### EXERCISE
The answer should be one number only, namely how many lines of the records hold the word "than".

.....

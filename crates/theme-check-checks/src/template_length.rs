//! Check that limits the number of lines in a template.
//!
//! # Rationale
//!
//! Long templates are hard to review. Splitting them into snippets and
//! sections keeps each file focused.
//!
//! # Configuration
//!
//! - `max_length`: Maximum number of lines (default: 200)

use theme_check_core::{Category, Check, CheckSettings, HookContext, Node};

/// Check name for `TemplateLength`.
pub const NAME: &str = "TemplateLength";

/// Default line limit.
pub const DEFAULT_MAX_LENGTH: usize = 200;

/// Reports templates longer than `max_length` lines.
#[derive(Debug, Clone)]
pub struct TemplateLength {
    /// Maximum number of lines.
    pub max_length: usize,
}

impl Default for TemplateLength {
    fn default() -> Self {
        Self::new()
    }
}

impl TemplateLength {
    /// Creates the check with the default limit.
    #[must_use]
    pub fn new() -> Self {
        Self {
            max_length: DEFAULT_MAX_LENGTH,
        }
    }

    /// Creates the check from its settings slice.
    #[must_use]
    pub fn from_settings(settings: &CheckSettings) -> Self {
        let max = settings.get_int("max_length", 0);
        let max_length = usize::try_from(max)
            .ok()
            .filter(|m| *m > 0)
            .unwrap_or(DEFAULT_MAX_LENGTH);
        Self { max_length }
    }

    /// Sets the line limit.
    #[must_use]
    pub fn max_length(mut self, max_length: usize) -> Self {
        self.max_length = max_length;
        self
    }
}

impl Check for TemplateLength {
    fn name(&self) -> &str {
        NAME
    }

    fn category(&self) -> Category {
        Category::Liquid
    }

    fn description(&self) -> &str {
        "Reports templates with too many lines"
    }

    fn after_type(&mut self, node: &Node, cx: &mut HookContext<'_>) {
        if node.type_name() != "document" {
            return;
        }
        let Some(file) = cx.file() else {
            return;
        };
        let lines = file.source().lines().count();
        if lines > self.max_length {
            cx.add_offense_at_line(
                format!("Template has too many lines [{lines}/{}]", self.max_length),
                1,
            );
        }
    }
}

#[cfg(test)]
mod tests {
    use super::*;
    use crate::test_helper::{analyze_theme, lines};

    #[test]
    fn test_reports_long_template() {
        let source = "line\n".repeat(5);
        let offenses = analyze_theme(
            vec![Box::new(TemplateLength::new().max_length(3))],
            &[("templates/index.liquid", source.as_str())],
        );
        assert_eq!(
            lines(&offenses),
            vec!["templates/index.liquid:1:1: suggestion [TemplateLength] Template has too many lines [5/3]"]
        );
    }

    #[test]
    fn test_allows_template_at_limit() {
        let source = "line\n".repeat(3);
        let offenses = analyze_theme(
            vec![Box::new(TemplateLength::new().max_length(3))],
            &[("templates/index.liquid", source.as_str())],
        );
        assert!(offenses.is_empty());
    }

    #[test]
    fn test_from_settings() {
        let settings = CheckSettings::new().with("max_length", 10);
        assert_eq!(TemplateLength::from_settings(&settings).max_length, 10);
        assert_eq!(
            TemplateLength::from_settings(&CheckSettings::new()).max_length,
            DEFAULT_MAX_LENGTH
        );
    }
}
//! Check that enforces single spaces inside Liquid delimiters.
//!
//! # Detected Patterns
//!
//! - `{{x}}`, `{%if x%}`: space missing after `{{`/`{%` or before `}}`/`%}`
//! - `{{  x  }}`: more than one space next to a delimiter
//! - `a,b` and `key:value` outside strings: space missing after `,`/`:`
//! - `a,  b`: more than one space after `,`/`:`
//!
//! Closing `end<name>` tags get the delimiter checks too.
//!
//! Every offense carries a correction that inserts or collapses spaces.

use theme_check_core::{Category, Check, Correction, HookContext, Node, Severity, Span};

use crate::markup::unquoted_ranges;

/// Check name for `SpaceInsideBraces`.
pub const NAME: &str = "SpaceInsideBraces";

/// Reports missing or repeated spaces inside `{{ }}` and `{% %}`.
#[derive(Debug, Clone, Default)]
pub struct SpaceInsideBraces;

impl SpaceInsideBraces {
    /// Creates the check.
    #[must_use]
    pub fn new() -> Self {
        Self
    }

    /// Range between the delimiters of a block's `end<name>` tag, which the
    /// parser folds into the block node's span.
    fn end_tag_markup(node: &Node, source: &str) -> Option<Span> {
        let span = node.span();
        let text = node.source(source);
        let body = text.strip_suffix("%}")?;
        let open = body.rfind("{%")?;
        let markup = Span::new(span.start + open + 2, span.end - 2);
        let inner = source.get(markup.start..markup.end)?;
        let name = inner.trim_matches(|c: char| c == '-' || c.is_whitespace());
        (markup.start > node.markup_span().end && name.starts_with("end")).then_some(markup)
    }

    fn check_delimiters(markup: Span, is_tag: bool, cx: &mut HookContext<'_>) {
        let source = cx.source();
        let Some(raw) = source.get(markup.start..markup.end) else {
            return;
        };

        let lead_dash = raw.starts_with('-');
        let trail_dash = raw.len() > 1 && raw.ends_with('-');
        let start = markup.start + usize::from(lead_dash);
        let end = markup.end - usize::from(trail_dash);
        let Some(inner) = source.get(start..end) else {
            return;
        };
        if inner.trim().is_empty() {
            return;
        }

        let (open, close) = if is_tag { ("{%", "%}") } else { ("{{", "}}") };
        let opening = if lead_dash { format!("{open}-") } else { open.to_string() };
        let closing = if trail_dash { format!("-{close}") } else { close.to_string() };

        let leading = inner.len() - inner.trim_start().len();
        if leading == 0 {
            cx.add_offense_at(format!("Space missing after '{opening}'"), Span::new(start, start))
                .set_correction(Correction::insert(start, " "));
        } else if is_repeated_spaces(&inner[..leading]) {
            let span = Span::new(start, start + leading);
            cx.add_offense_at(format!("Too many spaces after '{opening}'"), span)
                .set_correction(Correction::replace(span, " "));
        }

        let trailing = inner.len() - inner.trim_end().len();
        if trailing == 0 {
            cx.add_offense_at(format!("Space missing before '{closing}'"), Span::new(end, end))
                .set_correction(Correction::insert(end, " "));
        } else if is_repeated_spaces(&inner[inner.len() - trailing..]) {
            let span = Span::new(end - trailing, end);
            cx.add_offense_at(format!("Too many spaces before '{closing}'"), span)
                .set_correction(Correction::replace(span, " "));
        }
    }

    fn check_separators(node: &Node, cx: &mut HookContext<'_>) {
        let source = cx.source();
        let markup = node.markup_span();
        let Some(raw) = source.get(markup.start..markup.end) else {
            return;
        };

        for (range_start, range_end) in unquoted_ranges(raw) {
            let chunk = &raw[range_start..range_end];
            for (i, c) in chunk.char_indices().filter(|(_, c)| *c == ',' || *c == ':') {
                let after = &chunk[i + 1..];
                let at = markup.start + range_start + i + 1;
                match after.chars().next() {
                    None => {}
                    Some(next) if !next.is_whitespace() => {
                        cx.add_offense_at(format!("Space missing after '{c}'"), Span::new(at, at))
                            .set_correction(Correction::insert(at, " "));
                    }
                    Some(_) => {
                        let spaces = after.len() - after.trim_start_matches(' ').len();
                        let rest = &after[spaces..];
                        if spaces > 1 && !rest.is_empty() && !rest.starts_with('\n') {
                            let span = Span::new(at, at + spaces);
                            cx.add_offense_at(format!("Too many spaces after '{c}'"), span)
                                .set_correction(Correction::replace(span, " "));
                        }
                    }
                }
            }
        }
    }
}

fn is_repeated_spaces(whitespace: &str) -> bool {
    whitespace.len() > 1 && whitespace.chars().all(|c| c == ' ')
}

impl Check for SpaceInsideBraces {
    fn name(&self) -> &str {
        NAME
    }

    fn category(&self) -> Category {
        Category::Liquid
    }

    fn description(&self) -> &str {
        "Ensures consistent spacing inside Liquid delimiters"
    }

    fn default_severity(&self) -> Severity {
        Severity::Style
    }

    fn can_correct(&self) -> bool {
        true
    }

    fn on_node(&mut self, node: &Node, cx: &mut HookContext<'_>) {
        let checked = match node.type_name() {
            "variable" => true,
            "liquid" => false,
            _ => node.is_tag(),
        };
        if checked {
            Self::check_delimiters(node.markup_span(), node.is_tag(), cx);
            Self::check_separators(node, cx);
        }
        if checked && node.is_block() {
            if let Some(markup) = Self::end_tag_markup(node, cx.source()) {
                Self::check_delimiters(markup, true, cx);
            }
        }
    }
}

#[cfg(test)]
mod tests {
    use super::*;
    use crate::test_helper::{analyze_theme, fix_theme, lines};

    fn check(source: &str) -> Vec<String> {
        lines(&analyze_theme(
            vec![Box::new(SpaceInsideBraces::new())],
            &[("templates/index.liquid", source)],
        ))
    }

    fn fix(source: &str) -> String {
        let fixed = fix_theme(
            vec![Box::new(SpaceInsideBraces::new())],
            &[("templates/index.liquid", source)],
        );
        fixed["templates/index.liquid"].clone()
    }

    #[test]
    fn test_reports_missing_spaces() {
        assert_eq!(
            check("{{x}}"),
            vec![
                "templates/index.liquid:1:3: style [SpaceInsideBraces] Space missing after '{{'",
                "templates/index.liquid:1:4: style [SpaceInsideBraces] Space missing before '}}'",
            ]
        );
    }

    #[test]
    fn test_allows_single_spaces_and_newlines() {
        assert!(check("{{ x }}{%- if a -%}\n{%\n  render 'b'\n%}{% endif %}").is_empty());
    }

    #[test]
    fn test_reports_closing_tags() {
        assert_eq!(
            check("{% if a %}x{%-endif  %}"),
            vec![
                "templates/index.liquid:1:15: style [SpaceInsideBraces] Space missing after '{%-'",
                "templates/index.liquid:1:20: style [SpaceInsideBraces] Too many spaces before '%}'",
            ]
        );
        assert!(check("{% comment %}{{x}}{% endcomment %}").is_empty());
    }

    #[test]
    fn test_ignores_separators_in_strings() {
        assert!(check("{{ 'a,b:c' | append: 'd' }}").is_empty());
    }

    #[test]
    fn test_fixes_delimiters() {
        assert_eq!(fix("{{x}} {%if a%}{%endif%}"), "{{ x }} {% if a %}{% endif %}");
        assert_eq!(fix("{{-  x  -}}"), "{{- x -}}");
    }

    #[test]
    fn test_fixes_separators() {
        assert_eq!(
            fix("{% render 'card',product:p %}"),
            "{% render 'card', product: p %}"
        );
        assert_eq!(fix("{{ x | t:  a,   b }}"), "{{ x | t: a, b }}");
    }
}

.....

### RESPONSE
3